◆ **Your goal**
Across the entries below, how many lines contain the string "WorldConfig"? Give only the count.

Collected data entries

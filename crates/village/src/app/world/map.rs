use std::fmt::Write as _;

use engine::{
    grid_to_iso, AnimationDesc, GridPos, GroundLayer, GroundTile, Vec2, ELEVATION_STEP_PX,
};
use sha2::{Digest, Sha256};
use thiserror::Error;

use super::props::{filler_placement, tree_placement, Prop, PropDef, PropSource};
use super::WorldConfig;

const PLAZA_CENTER: f64 = 17.5;
const PLAZA_RADIUS: f64 = 6.0;
const PLAZA_RIM_WIDTH: f64 = 1.2;
const WATER_RADIUS: f64 = 15.0;
const WATER_NOISE_AMPLITUDE: f64 = 1.5;
const PATH_SAMPLES: u32 = 100;
const PATHS: [[(f64, f64); 4]; 2] = [
    [(0.0, 0.0), (25.0, 5.0), (5.0, 30.0), (35.0, 35.0)],
    [(35.0, 0.0), (10.0, 5.0), (30.0, 30.0), (0.0, 35.0)],
];

const BELT_MIN_DISTANCE: u32 = 3;
const TREE_THRESHOLD: f64 = 0.3;
const PINE_THRESHOLD: f64 = 0.6;
const FILLER_THRESHOLD: f64 = 0.75;
const FILLER_BUSH_THRESHOLD: f64 = 0.92;
const FILLER_FLOWERS_THRESHOLD: f64 = 0.84;

const TILE_ANCHOR: Vec2 = Vec2 { x: 0.5, y: 0.75 };
const TILE_SCALE: f32 = 0.505;
const GRASS_TINT: [u8; 3] = [0xE8, 0xF5, 0xE9];
const GRASS_TINT_THRESHOLD: f64 = 0.8;

/// `(sin(x*kx + y*ky) * amplitude) mod 1`, keeping the sign of the sine.
pub(crate) fn fract_hash(x: f64, y: f64, kx: f64, ky: f64, amplitude: f64) -> f64 {
    ((x * kx + y * ky).sin() * amplitude) % 1.0
}

fn texture_hash(x: i32, y: i32) -> f64 {
    fract_hash(x as f64, y as f64, 12.9898, 78.233, 43758.5453)
}

#[derive(Debug, Clone, Copy, PartialEq, Eq, Hash)]
pub(crate) enum Terrain {
    Grass,
    Dirt,
    Stone,
    Water,
    Wood,
    Outskirts,
}

impl Terrain {
    pub(crate) const fn code(self) -> u8 {
        match self {
            Terrain::Grass => 0,
            Terrain::Dirt => 1,
            Terrain::Stone => 2,
            Terrain::Water => 3,
            Terrain::Wood => 4,
            Terrain::Outskirts => 5,
        }
    }

    #[cfg(test)]
    pub(crate) fn from_code(code: u8) -> Option<Self> {
        match code {
            0 => Some(Terrain::Grass),
            1 => Some(Terrain::Dirt),
            2 => Some(Terrain::Stone),
            3 => Some(Terrain::Water),
            4 => Some(Terrain::Wood),
            5 => Some(Terrain::Outskirts),
            _ => None,
        }
    }

    pub(crate) fn frame_name(self) -> &'static str {
        match self {
            Terrain::Grass => "terrain_grass",
            Terrain::Dirt => "terrain_dirt",
            Terrain::Stone => "terrain_stone",
            Terrain::Water => "terrain_water",
            Terrain::Wood => "terrain_wood",
            Terrain::Outskirts => "terrain_outskirts",
        }
    }

    fn fallback_color(self) -> [u8; 4] {
        match self {
            Terrain::Grass => [106, 168, 79, 255],
            Terrain::Dirt => [166, 124, 82, 255],
            Terrain::Stone => [158, 158, 150, 255],
            Terrain::Water => [72, 132, 196, 255],
            Terrain::Wood => [140, 98, 57, 255],
            Terrain::Outskirts => [58, 92, 52, 255],
        }
    }
}

#[derive(Debug, Error, PartialEq, Eq)]
pub(crate) enum TerrainGridError {
    #[error("terrain grid size must be non-zero")]
    ZeroSize,
    #[error("terrain grid of size {size} needs {expected} cells, got {actual}")]
    ShapeMismatch {
        size: u32,
        expected: usize,
        actual: usize,
    },
}

/// Square grid of terrain codes. Anything outside is outskirts.
#[derive(Debug, Clone, PartialEq)]
pub(crate) struct TerrainGrid {
    size: u32,
    cells: Vec<Terrain>,
}

impl TerrainGrid {
    pub(crate) fn new(size: u32, cells: Vec<Terrain>) -> Result<Self, TerrainGridError> {
        if size == 0 {
            return Err(TerrainGridError::ZeroSize);
        }
        let expected = (size as usize) * (size as usize);
        if cells.len() != expected {
            return Err(TerrainGridError::ShapeMismatch {
                size,
                expected,
                actual: cells.len(),
            });
        }
        Ok(Self { size, cells })
    }

    pub(crate) fn filled(size: u32, terrain: Terrain) -> Result<Self, TerrainGridError> {
        Self::new(size, vec![terrain; (size as usize) * (size as usize)])
    }

    pub(crate) fn size(&self) -> u32 {
        self.size
    }

    pub(crate) fn get(&self, x: i32, y: i32) -> Terrain {
        self.index(x, y)
            .map(|index| self.cells[index])
            .unwrap_or(Terrain::Outskirts)
    }

    pub(crate) fn set(&mut self, x: i32, y: i32, terrain: Terrain) -> bool {
        match self.index(x, y) {
            Some(index) => {
                self.cells[index] = terrain;
                true
            }
            None => false,
        }
    }

    fn set_if_grass(&mut self, x: i32, y: i32, terrain: Terrain) {
        if self.get(x, y) == Terrain::Grass {
            self.set(x, y, terrain);
        }
    }

    fn index(&self, x: i32, y: i32) -> Option<usize> {
        if !GridPos::new(x, y).in_square(self.size) {
            return None;
        }
        Some(y as usize * self.size as usize + x as usize)
    }
}

/// Per-cell elevation levels, parallel to the terrain grid.
#[derive(Debug, Clone, PartialEq)]
pub(crate) struct ElevationGrid {
    size: u32,
    levels: Vec<i32>,
}

impl ElevationGrid {
    pub(crate) fn flat(size: u32) -> Self {
        Self {
            size,
            levels: vec![0; (size as usize) * (size as usize)],
        }
    }

    pub(crate) fn level_at(&self, x: i32, y: i32) -> i32 {
        if !GridPos::new(x, y).in_square(self.size) {
            return 0;
        }
        self.levels[y as usize * self.size as usize + x as usize]
    }
}

#[derive(Debug, Clone, PartialEq)]
pub(crate) struct MapData {
    pub(crate) size: u32,
    pub(crate) tile_size: f32,
    pub(crate) buffer_cells: u32,
    pub(crate) terrain: TerrainGrid,
    pub(crate) elevation: ElevationGrid,
    pub(crate) props: Vec<Prop>,
}

impl MapData {
    /// Hex SHA-256 over terrain, elevation and every prop placement.
    pub(crate) fn fingerprint(&self) -> String {
        let mut hasher = Sha256::new();
        hasher.update(self.size.to_le_bytes());
        hasher.update(self.tile_size.to_bits().to_le_bytes());
        hasher.update(self.buffer_cells.to_le_bytes());
        for terrain in &self.terrain.cells {
            hasher.update([terrain.code()]);
        }
        for level in &self.elevation.levels {
            hasher.update(level.to_le_bytes());
        }
        for prop in &self.props {
            hasher.update(prop.id.as_bytes());
            hasher.update([0u8]);
            for value in [
                prop.x,
                prop.y,
                prop.placement.offset.x,
                prop.placement.offset.y,
                prop.placement.scale,
                prop.placement.rotation,
            ] {
                hasher.update(value.to_bits().to_le_bytes());
            }
            hasher.update(prop.z.to_le_bytes());
            hasher.update([
                u8::from(prop.collidable),
                animation_code(prop.animation),
                source_code(prop.source),
            ]);
        }
        to_hex_lower(&hasher.finalize())
    }

    /// Diamond tiles for the playable grid plus the outskirts ring.
    pub(crate) fn ground_layer(&self) -> GroundLayer {
        let buffer = self.buffer_cells.min(i32::MAX as u32 / 4) as i32;
        let size = self.size.min(i32::MAX as u32 / 4) as i32;
        let mut tiles = Vec::with_capacity(((size + buffer * 2) as usize).pow(2));
        for y in -buffer..size + buffer {
            for x in -buffer..size + buffer {
                let terrain = self.terrain.get(x, y);
                let level = self.elevation.level_at(x, y);
                let iso = grid_to_iso(x as f32, y as f32, self.tile_size);
                let tint = (terrain == Terrain::Grass
                    && texture_hash(x, y) > GRASS_TINT_THRESHOLD)
                    .then_some(GRASS_TINT);
                tiles.push(GroundTile {
                    position: Vec2::new(iso.x, iso.y - level as f32 * ELEVATION_STEP_PX),
                    frame: terrain.frame_name().to_string(),
                    scale: TILE_SCALE,
                    anchor: TILE_ANCHOR,
                    tint,
                    fallback_color: terrain.fallback_color(),
                });
            }
        }
        GroundLayer {
            tile_half_width: self.tile_size,
            tiles,
        }
    }
}

/// Builds the village: plaza, two dirt paths, noisy water edge, then the
/// named props followed by outskirts vegetation. Same inputs, same map.
pub(crate) fn generate_map(
    config: &WorldConfig,
    prop_defs: &[PropDef],
) -> Result<MapData, TerrainGridError> {
    let mut terrain = TerrainGrid::filled(config.map_size, Terrain::Grass)?;
    let size = terrain.size().min(i32::MAX as u32 / 4) as i32;

    for y in 0..size {
        for x in 0..size {
            let dist = distance_from_plaza(x, y);
            if dist <= PLAZA_RADIUS {
                let terrain_here = if dist > PLAZA_RADIUS - PLAZA_RIM_WIDTH {
                    Terrain::Dirt
                } else {
                    Terrain::Stone
                };
                terrain.set(x, y, terrain_here);
            }
        }
    }

    for controls in &PATHS {
        for i in 0..=PATH_SAMPLES {
            let t = i as f64 / PATH_SAMPLES as f64;
            let (cx, cy) = cubic_bezier(controls, t);
            let (tx, ty) = (cx.floor() as i32, cy.floor() as i32);
            if !GridPos::new(tx, ty).in_square(terrain.size()) {
                continue;
            }
            terrain.set_if_grass(tx, ty, Terrain::Dirt);
            terrain.set_if_grass(tx + 1, ty, Terrain::Dirt);
        }
    }

    for y in 0..size {
        for x in 0..size {
            let (fx, fy) = (x as f64, y as f64);
            let noise = (fx * 0.5 + fy * 0.3).sin() + (fx * 0.3 - fy * 0.5).cos();
            if distance_from_plaza(x, y) > WATER_RADIUS + noise * WATER_NOISE_AMPLITUDE {
                terrain.set_if_grass(x, y, Terrain::Water);
            }
        }
    }

    let mut props: Vec<Prop> = prop_defs.iter().map(Prop::named).collect();
    props.extend(outskirts_vegetation(terrain.size(), config.buffer_cells));

    Ok(MapData {
        size: terrain.size(),
        tile_size: config.tile_size,
        buffer_cells: config.buffer_cells,
        elevation: ElevationGrid::flat(terrain.size()),
        terrain,
        props,
    })
}

fn outskirts_vegetation(size: u32, buffer_cells: u32) -> Vec<Prop> {
    let size = size.min(i32::MAX as u32 / 4) as i32;
    let buffer = buffer_cells.min(i32::MAX as u32 / 4) as i32;
    let mut props = Vec::new();
    for y in -buffer..size + buffer {
        for x in -buffer..size + buffer {
            let distance = distance_outside(x, y, size);
            if distance == 0 {
                continue;
            }
            let (fx, fy) = (x as f64, y as f64);
            if distance >= BELT_MIN_DISTANCE {
                let h = fract_hash(fx, fy, 45.123, 91.532, 54321.123).abs();
                if h > TREE_THRESHOLD {
                    let id = if h > PINE_THRESHOLD {
                        "tree_pine"
                    } else {
                        "tree_oak"
                    };
                    props.push(vegetation_prop(id, x, y, PropSource::Vegetation));
                }
            } else {
                let h2 = texture_hash(x, y).abs();
                if h2 > FILLER_THRESHOLD {
                    let id = if h2 > FILLER_BUSH_THRESHOLD {
                        "filler_bush"
                    } else if h2 > FILLER_FLOWERS_THRESHOLD {
                        "filler_flowers"
                    } else {
                        "filler_grass"
                    };
                    props.push(vegetation_prop(id, x, y, PropSource::Decor));
                }
            }
        }
    }
    props
}

fn vegetation_prop(id: &str, x: i32, y: i32, source: PropSource) -> Prop {
    let placement = match source {
        PropSource::Decor => filler_placement(x, y),
        _ => tree_placement(x, y),
    };
    Prop {
        id: id.to_string(),
        x: x as f32,
        y: y as f32,
        z: 0,
        collidable: false,
        animation: AnimationDesc::None,
        source,
        placement,
    }
}

/// Chebyshev distance from the playable square; zero inside it.
fn distance_outside(x: i32, y: i32, size: i32) -> u32 {
    let axis = |value: i32| -> u32 {
        if value < 0 {
            value.unsigned_abs()
        } else if value >= size {
            (value - size + 1) as u32
        } else {
            0
        }
    };
    axis(x).max(axis(y))
}

fn distance_from_plaza(x: i32, y: i32) -> f64 {
    let dx = x as f64 - PLAZA_CENTER;
    let dy = y as f64 - PLAZA_CENTER;
    (dx * dx + dy * dy).sqrt()
}

fn cubic_bezier(controls: &[(f64, f64); 4], t: f64) -> (f64, f64) {
    let u = 1.0 - t;
    let weights = [u * u * u, 3.0 * u * u * t, 3.0 * u * t * t, t * t * t];
    controls
        .iter()
        .zip(weights)
        .fold((0.0, 0.0), |(x, y), (&(px, py), w)| (x + px * w, y + py * w))
}

/// Round-half-up cell a (possibly fractional) prop position occupies.
pub(crate) fn prop_cell(x: f32, y: f32) -> GridPos {
    let round = |value: f32| -> i32 {
        if value.is_finite() {
            (value + 0.5).floor() as i32
        } else {
            0
        }
    };
    GridPos::new(round(x), round(y))
}

/// Cells the avatar may not enter: water plus any collidable prop.
#[derive(Debug, Clone, PartialEq)]
pub(crate) struct CollisionMap {
    size: u32,
    blocked: Vec<bool>,
}

impl CollisionMap {
    pub(crate) fn open(size: u32) -> Self {
        Self {
            size,
            blocked: vec![false; (size as usize) * (size as usize)],
        }
    }

    pub(crate) fn from_map(map: &MapData) -> Self {
        let mut collision = Self::open(map.size);
        let size = map.size as i32;
        for y in 0..size {
            for x in 0..size {
                if map.terrain.get(x, y) == Terrain::Water {
                    collision.block(GridPos::new(x, y));
                }
            }
        }
        for prop in map.props.iter().filter(|prop| prop.collidable) {
            collision.block(prop_cell(prop.x, prop.y));
        }
        collision
    }

    pub(crate) fn block(&mut self, cell: GridPos) {
        if cell.in_square(self.size) {
            let index = cell.y as usize * self.size as usize + cell.x as usize;
            self.blocked[index] = true;
        }
    }

    pub(crate) fn is_walkable(&self, cell: GridPos) -> bool {
        if !cell.in_square(self.size) {
            return false;
        }
        !self.blocked[cell.y as usize * self.size as usize + cell.x as usize]
    }
}

fn animation_code(animation: AnimationDesc) -> u8 {
    match animation {
        AnimationDesc::None => 0,
        AnimationDesc::Sway => 1,
        AnimationDesc::Flicker => 2,
    }
}

fn source_code(source: PropSource) -> u8 {
    match source {
        PropSource::Named => 0,
        PropSource::Vegetation => 1,
        PropSource::Decor => 2,
    }
}

fn to_hex_lower(bytes: &[u8]) -> String {
    let mut output = String::with_capacity(bytes.len() * 2);
    for byte in bytes {
        let _ = write!(&mut output, "{byte:02x}");
    }
    output
}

◆ **Exercise answer**
2